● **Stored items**
════════════════

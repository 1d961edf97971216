//! Thin wrappers over the `docker` CLI.

use std::{path::Path, time::Duration};

use interchain_testing_core::adjust_timeout;
use tracing::{info, warn};
use uuid::Uuid;

use crate::exec::{self, CommandError, Output};

const DOCKER: &str = "docker";
const DOCKER_TIMEOUT: Duration = Duration::from_secs(120);
pub const TEST_LABEL: &str = "ictest.test";

fn docker_timeout() -> Duration {
    adjust_timeout(DOCKER_TIMEOUT)
}

async fn docker(args: Vec<String>, stdin: Option<&[u8]>) -> Result<Output, CommandError> {
    exec::run(DOCKER, &args, stdin, docker_timeout()).await
}

/// Lowercase alphanumerics and dashes, as accepted in container and network
/// names.
#[must_use]
pub fn sanitize(name: &str) -> String {
    name.chars()
        .map(|c| {
            if c.is_ascii_alphanumeric() {
                c.to_ascii_lowercase()
            } else {
                '-'
            }
        })
        .collect::<String>()
        .trim_matches('-')
        .to_owned()
}

#[must_use]
pub fn unique_name(prefix: &str) -> String {
    let id = Uuid::new_v4().simple().to_string();
    format!("{}-{}", sanitize(prefix), &id[..8])
}

/// A user-defined bridge network shared by every container of one test.
#[derive(Clone, Debug)]
pub struct DockerNetwork {
    name: String,
    test_name: String,
}

impl DockerNetwork {
    pub async fn create(test_name: &str) -> Result<Self, CommandError> {
        let name = unique_name(&format!("ictest-{test_name}"));
        docker(
            vec![
                "network".into(),
                "create".into(),
                "--label".into(),
                format!("{TEST_LABEL}={test_name}"),
                name.clone(),
            ],
            None,
        )
        .await?;
        info!(network = %name, "docker network created");
        Ok(Self {
            name,
            test_name: test_name.to_owned(),
        })
    }

    #[must_use]
    pub fn name(&self) -> &str {
        &self.name
    }

    #[must_use]
    pub fn test_name(&self) -> &str {
        &self.test_name
    }

    pub async fn remove(&self) {
        if let Err(err) = docker(vec!["network".into(), "rm".into(), self.name.clone()], None).await {
            warn!(network = %self.name, error = %err, "failed to remove docker network");
        }
    }
}

/// What a long-lived helper container runs with. The entrypoint is replaced
/// by `sleep infinity`; processes are started later through `docker exec`.
#[derive(Clone, Debug)]
pub struct ContainerSpec {
    pub name: String,
    pub image: String,
    pub user: Option<String>,
    pub published_ports: Vec<u16>,
    pub env: Vec<(String, String)>,
}

impl ContainerSpec {
    #[must_use]
    pub fn new(name: impl Into<String>, image: impl Into<String>) -> Self {
        Self {
            name: name.into(),
            image: image.into(),
            user: None,
            published_ports: Vec::new(),
            env: Vec::new(),
        }
    }

    #[must_use]
    pub fn with_user(mut self, user: Option<String>) -> Self {
        self.user = user;
        self
    }

    #[must_use]
    pub fn publish(mut self, port: u16) -> Self {
        self.published_ports.push(port);
        self
    }

    #[must_use]
    pub fn with_env(mut self, key: impl Into<String>, value: impl Into<String>) -> Self {
        self.env.push((key.into(), value.into()));
        self
    }

    fn run_args(&self, network: &DockerNetwork) -> Vec<String> {
        let mut args = vec![
            "run".to_owned(),
            "-d".to_owned(),
            "--name".to_owned(),
            self.name.clone(),
            "--hostname".to_owned(),
            self.name.clone(),
            "--network".to_owned(),
            network.name().to_owned(),
            "--label".to_owned(),
            format!("{TEST_LABEL}={}", network.test_name()),
            "--entrypoint".to_owned(),
            "sleep".to_owned(),
        ];
        if let Some(user) = &self.user {
            args.push("--user".to_owned());
            args.push(user.clone());
        }
        for port in &self.published_ports {
            args.push("-p".to_owned());
            args.push(format!("127.0.0.1::{port}"));
        }
        for (key, value) in &self.env {
            args.push("-e".to_owned());
            args.push(format!("{key}={value}"));
        }
        args.push(self.image.clone());
        args.push("infinity".to_owned());
        args
    }
}

#[derive(Clone, Debug)]
pub struct Container {
    name: String,
}

impl Container {
    pub async fn run(spec: &ContainerSpec, network: &DockerNetwork) -> Result<Self, CommandError> {
        docker(spec.run_args(network), None).await?;
        info!(container = %spec.name, image = %spec.image, "container started");
        Ok(Self {
            name: spec.name.clone(),
        })
    }

    #[must_use]
    pub fn name(&self) -> &str {
        &self.name
    }

    pub async fn exec(&self, argv: &[String], stdin: Option<&[u8]>) -> Result<Output, CommandError> {
        let mut args = vec!["exec".to_owned()];
        if stdin.is_some() {
            args.push("-i".to_owned());
        }
        args.push(self.name.clone());
        args.extend(argv.iter().cloned());
        docker(args, stdin).await
    }

    /// Starts `argv` in the background inside the container.
    pub async fn exec_detached(&self, argv: &[String]) -> Result<(), CommandError> {
        let mut args = vec!["exec".to_owned(), "-d".to_owned(), self.name.clone()];
        args.extend(argv.iter().cloned());
        docker(args, None).await.map(|_| ())
    }

    pub async fn write_file(&self, path: &str, contents: &[u8]) -> Result<(), CommandError> {
        let script = format!("cat > '{path}'");
        self.exec(&["sh".into(), "-c".into(), script], Some(contents))
            .await
            .map(|_| ())
    }

    pub async fn read_file(&self, path: &str) -> Result<String, CommandError> {
        self.exec(&["cat".into(), path.to_owned()], None)
            .await
            .map(|output| output.stdout)
    }

    pub async fn copy_in(&self, local: &Path, dest: &str) -> Result<(), CommandError> {
        docker(
            vec![
                "cp".into(),
                local.display().to_string(),
                format!("{}:{dest}", self.name),
            ],
            None,
        )
        .await
        .map(|_| ())
    }

    /// Host port docker bound to the container's `port`.
    pub async fn host_port(&self, port: u16) -> Result<u16, CommandError> {
        let output = docker(
            vec!["port".into(), self.name.clone(), format!("{port}/tcp")],
            None,
        )
        .await?;
        parse_host_port(&output.stdout).ok_or_else(|| CommandError::Failed {
            command: format!("docker port {} {port}/tcp", self.name),
            code: None,
            stdout: output.stdout.clone(),
            stderr: "no host binding".to_owned(),
        })
    }

    pub async fn remove(&self) -> Result<(), CommandError> {
        docker(vec!["rm".into(), "-f".into(), self.name.clone()], None).await?;
        info!(container = %self.name, "container removed");
        Ok(())
    }
}

fn parse_host_port(stdout: &str) -> Option<u16> {
    stdout
        .lines()
        .filter_map(|line| line.trim().rsplit_once(':'))
        .find_map(|(_, port)| port.parse().ok())
}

════════════════

● **Problem to work on**
Go through the data above and return every line exactly.

● **Written response**
repository 1d961edf97971216
//! Thin wrappers over the `docker` CLI.

use std::{path::Path, time::Duration};

use interchain_testing_core::adjust_timeout;
use tracing::{info, warn};
use uuid::Uuid;

use crate::exec::{self, CommandError, Output};

const DOCKER: &str = "docker";
const DOCKER_TIMEOUT: Duration = Duration::from_secs(120);
pub const TEST_LABEL: &str = "ictest.test";

fn docker_timeout() -> Duration {
    adjust_timeout(DOCKER_TIMEOUT)
}

async fn docker(args: Vec<String>, stdin: Option<&[u8]>) -> Result<Output, CommandError> {
    exec::run(DOCKER, &args, stdin, docker_timeout()).await
}

/// Lowercase alphanumerics and dashes, as accepted in container and network
/// names.
#[must_use]
pub fn sanitize(name: &str) -> String {
    name.chars()
        .map(|c| {
            if c.is_ascii_alphanumeric() {
                c.to_ascii_lowercase()
            } else {
                '-'
            }
        })
        .collect::<String>()
        .trim_matches('-')
        .to_owned()
}

#[must_use]
pub fn unique_name(prefix: &str) -> String {
    let id = Uuid::new_v4().simple().to_string();
    format!("{}-{}", sanitize(prefix), &id[..8])
}

/// A user-defined bridge network shared by every container of one test.
#[derive(Clone, Debug)]
pub struct DockerNetwork {
    name: String,
    test_name: String,
}

impl DockerNetwork {
    pub async fn create(test_name: &str) -> Result<Self, CommandError> {
        let name = unique_name(&format!("ictest-{test_name}"));
        docker(
            vec![
                "network".into(),
                "create".into(),
                "--label".into(),
                format!("{TEST_LABEL}={test_name}"),
                name.clone(),
            ],
            None,
        )
        .await?;
        info!(network = %name, "docker network created");
        Ok(Self {
            name,
            test_name: test_name.to_owned(),
        })
    }

    #[must_use]
    pub fn name(&self) -> &str {
        &self.name
    }

    #[must_use]
    pub fn test_name(&self) -> &str {
        &self.test_name
    }

    pub async fn remove(&self) {
        if let Err(err) = docker(vec!["network".into(), "rm".into(), self.name.clone()], None).await {
            warn!(network = %self.name, error = %err, "failed to remove docker network");
        }
    }
}

/// What a long-lived helper container runs with. The entrypoint is replaced
/// by `sleep infinity`; processes are started later through `docker exec`.
#[derive(Clone, Debug)]
pub struct ContainerSpec {
    pub name: String,
    pub image: String,
    pub user: Option<String>,
    pub published_ports: Vec<u16>,
    pub env: Vec<(String, String)>,
}

impl ContainerSpec {
    #[must_use]
    pub fn new(name: impl Into<String>, image: impl Into<String>) -> Self {
        Self {
            name: name.into(),
            image: image.into(),
            user: None,
            published_ports: Vec::new(),
            env: Vec::new(),
        }
    }

    #[must_use]
    pub fn with_user(mut self, user: Option<String>) -> Self {
        self.user = user;
        self
    }

    #[must_use]
    pub fn publish(mut self, port: u16) -> Self {
        self.published_ports.push(port);
        self
    }

    #[must_use]
    pub fn with_env(mut self, key: impl Into<String>, value: impl Into<String>) -> Self {
        self.env.push((key.into(), value.into()));
        self
    }

    fn run_args(&self, network: &DockerNetwork) -> Vec<String> {
        let mut args = vec![
            "run".to_owned(),
            "-d".to_owned(),
            "--name".to_owned(),
            self.name.clone(),
            "--hostname".to_owned(),
            self.name.clone(),
            "--network".to_owned(),
            network.name().to_owned(),
            "--label".to_owned(),
            format!("{TEST_LABEL}={}", network.test_name()),
            "--entrypoint".to_owned(),
            "sleep".to_owned(),
        ];
        if let Some(user) = &self.user {
            args.push("--user".to_owned());
            args.push(user.clone());
        }
        for port in &self.published_ports {
            args.push("-p".to_owned());
            args.push(format!("127.0.0.1::{port}"));
        }
        for (key, value) in &self.env {
            args.push("-e".to_owned());
            args.push(format!("{key}={value}"));
        }
        args.push(self.image.clone());
        args.push("infinity".to_owned());
        args
    }
}

#[derive(Clone, Debug)]
pub struct Container {
    name: String,
}

impl Container {
    pub async fn run(spec: &ContainerSpec, network: &DockerNetwork) -> Result<Self, CommandError> {
        docker(spec.run_args(network), None).await?;
        info!(container = %spec.name, image = %spec.image, "container started");
        Ok(Self {
            name: spec.name.clone(),
        })
    }

    #[must_use]
    pub fn name(&self) -> &str {
        &self.name
    }

    pub async fn exec(&self, argv: &[String], stdin: Option<&[u8]>) -> Result<Output, CommandError> {
        let mut args = vec!["exec".to_owned()];
        if stdin.is_some() {
            args.push("-i".to_owned());
        }
        args.push(self.name.clone());
        args.extend(argv.iter().cloned());
        docker(args, stdin).await
    }

    /// Starts `argv` in the background inside the container.
    pub async fn exec_detached(&self, argv: &[String]) -> Result<(), CommandError> {
        let mut args = vec!["exec".to_owned(), "-d".to_owned(), self.name.clone()];
        args.extend(argv.iter().cloned());
        docker(args, None).await.map(|_| ())
    }

    pub async fn write_file(&self, path: &str, contents: &[u8]) -> Result<(), CommandError> {
        let script = format!("cat > '{path}'");
        self.exec(&["sh".into(), "-c".into(), script], Some(contents))
            .await
            .map(|_| ())
    }

    pub async fn read_file(&self, path: &str) -> Result<String, CommandError> {
        self.exec(&["cat".into(), path.to_owned()], None)
            .await
            .map(|output| output.stdout)
    }

    pub async fn copy_in(&self, local: &Path, dest: &str) -> Result<(), CommandError> {
        docker(
            vec![
                "cp".into(),
                local.display().to_string(),
                format!("{}:{dest}", self.name),
            ],
            None,
        )
        .await
        .map(|_| ())
    }

    /// Host port docker bound to the container's `port`.
    pub async fn host_port(&self, port: u16) -> Result<u16, CommandError> {
        let output = docker(
            vec!["port".into(), self.name.clone(), format!("{port}/tcp")],
            None,
        )
        .await?;
        parse_host_port(&output.stdout).ok_or_else(|| CommandError::Failed {
            command: format!("docker port {} {port}/tcp", self.name),
            code: None,
            stdout: output.stdout.clone(),
            stderr: "no host binding".to_owned(),
        })
    }

    pub async fn remove(&self) -> Result<(), CommandError> {
        docker(vec!["rm".into(), "-f".into(), self.name.clone()], None).await?;
        info!(container = %self.name, "container removed");
        Ok(())
    }
}

fn parse_host_port(stdout: &str) -> Option<u16> {
    stdout
        .lines()
        .filter_map(|line| line.trim().rsplit_once(':'))
        .find_map(|(_, port)| port.parse().ok())
}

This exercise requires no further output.